▸ PROMPT
For the entries that follow, state how many lines include the word "AddServerArgs", giving the number and nothing else.

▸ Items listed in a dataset
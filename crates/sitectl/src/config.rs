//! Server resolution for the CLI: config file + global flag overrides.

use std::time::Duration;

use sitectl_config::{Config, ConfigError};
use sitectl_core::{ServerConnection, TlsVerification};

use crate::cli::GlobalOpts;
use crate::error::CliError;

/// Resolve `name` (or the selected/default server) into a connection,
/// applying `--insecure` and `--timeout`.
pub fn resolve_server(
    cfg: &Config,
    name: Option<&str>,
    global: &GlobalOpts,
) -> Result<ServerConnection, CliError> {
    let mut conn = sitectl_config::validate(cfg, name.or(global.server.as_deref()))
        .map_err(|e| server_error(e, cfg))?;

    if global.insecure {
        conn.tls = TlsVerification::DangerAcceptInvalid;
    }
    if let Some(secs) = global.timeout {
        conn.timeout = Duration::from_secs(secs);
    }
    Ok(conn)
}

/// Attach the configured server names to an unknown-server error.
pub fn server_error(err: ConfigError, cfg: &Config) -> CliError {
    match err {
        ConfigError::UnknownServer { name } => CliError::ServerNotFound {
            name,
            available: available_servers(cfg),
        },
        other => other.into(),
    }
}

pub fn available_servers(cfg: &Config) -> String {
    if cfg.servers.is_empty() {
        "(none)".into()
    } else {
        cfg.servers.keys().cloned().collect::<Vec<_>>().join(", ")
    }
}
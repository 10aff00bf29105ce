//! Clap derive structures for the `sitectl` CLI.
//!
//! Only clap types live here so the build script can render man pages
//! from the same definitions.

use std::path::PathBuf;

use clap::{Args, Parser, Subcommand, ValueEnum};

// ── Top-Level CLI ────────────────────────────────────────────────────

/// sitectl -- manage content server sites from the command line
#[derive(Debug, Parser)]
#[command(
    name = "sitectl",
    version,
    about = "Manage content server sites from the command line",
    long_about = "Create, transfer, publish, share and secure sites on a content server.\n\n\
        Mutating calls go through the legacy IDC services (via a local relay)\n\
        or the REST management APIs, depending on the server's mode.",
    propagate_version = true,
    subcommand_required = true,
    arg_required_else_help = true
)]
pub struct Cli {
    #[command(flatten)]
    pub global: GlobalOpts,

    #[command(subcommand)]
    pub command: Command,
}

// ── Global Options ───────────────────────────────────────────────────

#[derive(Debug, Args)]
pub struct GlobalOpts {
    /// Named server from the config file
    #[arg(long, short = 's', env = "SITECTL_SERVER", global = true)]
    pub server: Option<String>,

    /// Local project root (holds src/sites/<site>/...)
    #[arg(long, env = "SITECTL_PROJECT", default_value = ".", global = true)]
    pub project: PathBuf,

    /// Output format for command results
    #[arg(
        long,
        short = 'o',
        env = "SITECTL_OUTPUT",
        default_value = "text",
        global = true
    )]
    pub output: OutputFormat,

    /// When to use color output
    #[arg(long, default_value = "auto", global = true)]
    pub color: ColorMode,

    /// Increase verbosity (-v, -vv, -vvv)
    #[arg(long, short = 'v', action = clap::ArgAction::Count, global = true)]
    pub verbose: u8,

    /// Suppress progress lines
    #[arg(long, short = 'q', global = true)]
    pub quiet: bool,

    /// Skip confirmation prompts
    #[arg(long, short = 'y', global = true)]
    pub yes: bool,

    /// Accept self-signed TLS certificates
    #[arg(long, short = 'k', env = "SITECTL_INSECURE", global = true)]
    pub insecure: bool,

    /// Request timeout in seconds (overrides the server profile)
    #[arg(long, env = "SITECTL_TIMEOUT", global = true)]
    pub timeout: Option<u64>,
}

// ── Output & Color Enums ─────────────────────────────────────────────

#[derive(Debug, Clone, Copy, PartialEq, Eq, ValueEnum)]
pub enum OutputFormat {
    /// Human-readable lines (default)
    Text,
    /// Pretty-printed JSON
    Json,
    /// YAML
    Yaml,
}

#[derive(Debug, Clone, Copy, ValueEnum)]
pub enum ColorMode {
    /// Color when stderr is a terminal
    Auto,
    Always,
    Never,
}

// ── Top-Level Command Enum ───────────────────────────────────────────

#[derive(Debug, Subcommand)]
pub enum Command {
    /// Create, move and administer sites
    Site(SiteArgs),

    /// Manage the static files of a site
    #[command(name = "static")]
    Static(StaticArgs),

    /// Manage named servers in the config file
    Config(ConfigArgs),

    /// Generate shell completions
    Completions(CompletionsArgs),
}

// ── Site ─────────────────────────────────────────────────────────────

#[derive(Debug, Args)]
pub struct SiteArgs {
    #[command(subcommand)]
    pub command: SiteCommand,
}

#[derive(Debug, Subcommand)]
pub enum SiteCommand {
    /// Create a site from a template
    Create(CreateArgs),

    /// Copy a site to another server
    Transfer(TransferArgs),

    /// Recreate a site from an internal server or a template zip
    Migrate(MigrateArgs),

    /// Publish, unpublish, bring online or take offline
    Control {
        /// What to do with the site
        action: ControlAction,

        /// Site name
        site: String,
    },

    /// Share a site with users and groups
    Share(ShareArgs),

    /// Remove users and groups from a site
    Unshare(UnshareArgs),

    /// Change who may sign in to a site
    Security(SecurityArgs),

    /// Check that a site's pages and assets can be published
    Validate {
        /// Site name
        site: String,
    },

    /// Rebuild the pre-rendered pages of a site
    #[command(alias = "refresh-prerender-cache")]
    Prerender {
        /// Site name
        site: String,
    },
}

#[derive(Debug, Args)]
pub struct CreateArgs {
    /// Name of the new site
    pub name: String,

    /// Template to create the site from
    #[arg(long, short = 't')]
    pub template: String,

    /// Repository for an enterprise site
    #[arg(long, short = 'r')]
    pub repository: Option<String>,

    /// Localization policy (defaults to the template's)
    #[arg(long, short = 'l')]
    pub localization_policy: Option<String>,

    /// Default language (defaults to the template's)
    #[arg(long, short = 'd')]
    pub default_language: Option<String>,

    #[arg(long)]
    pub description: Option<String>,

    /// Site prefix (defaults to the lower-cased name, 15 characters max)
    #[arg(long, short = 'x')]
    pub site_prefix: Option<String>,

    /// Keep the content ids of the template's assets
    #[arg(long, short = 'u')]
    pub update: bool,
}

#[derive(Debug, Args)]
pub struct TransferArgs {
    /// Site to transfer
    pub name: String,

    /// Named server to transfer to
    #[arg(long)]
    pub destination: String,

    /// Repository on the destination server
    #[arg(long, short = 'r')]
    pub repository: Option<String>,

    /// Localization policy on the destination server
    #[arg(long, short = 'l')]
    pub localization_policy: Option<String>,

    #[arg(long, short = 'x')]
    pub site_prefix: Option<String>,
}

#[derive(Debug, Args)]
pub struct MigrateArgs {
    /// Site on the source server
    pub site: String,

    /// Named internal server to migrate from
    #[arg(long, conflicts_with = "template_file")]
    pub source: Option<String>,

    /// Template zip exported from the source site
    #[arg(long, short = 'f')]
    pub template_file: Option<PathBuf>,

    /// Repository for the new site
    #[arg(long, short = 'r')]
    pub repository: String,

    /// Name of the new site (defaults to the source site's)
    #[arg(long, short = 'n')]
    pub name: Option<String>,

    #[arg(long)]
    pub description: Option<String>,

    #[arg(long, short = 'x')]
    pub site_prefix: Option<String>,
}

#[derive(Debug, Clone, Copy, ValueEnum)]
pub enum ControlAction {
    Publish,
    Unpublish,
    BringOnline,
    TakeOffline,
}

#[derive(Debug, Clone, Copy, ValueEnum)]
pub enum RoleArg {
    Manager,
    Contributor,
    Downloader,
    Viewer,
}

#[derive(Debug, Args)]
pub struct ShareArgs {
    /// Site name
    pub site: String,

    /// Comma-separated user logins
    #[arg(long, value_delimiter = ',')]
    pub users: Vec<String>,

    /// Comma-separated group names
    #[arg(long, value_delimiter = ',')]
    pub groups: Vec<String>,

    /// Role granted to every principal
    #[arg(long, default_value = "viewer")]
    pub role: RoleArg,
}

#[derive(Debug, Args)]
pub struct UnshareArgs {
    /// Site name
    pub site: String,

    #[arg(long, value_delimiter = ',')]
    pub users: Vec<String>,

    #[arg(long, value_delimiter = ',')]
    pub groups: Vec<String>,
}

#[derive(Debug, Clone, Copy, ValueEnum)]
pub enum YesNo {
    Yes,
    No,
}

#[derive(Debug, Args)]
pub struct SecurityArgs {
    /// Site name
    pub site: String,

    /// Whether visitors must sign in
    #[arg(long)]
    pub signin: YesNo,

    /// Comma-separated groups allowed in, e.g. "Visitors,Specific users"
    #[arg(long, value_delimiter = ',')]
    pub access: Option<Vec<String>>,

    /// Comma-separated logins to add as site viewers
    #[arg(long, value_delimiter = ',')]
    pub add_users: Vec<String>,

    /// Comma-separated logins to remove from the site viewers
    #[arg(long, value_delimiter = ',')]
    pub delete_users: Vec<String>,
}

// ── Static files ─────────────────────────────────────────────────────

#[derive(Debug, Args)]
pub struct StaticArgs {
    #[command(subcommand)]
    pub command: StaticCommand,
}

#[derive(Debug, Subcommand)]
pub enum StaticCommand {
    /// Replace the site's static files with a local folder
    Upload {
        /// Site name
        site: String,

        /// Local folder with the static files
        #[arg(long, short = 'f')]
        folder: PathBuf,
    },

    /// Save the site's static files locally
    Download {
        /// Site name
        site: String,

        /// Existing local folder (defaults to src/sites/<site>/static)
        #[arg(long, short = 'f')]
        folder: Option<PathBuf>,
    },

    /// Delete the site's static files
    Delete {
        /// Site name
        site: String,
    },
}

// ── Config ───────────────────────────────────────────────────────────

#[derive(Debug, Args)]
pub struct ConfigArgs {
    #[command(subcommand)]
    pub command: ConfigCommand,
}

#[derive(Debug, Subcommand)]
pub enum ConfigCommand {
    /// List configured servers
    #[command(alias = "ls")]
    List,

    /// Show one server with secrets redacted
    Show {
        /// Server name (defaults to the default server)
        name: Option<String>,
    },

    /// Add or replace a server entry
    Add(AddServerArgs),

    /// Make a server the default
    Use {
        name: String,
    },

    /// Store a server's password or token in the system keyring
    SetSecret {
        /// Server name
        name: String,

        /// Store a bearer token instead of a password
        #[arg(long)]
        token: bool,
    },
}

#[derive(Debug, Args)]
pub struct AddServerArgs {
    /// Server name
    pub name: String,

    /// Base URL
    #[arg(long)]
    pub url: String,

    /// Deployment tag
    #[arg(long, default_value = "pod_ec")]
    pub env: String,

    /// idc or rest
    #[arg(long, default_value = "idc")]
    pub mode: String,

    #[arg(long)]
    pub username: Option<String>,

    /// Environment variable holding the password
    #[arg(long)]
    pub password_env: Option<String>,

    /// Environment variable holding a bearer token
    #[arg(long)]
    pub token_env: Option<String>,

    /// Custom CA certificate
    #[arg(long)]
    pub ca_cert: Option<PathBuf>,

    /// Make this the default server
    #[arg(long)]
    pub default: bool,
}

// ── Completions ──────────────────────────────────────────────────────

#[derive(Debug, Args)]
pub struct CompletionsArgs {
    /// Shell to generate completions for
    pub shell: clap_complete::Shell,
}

▸ RESPONSE BOX
2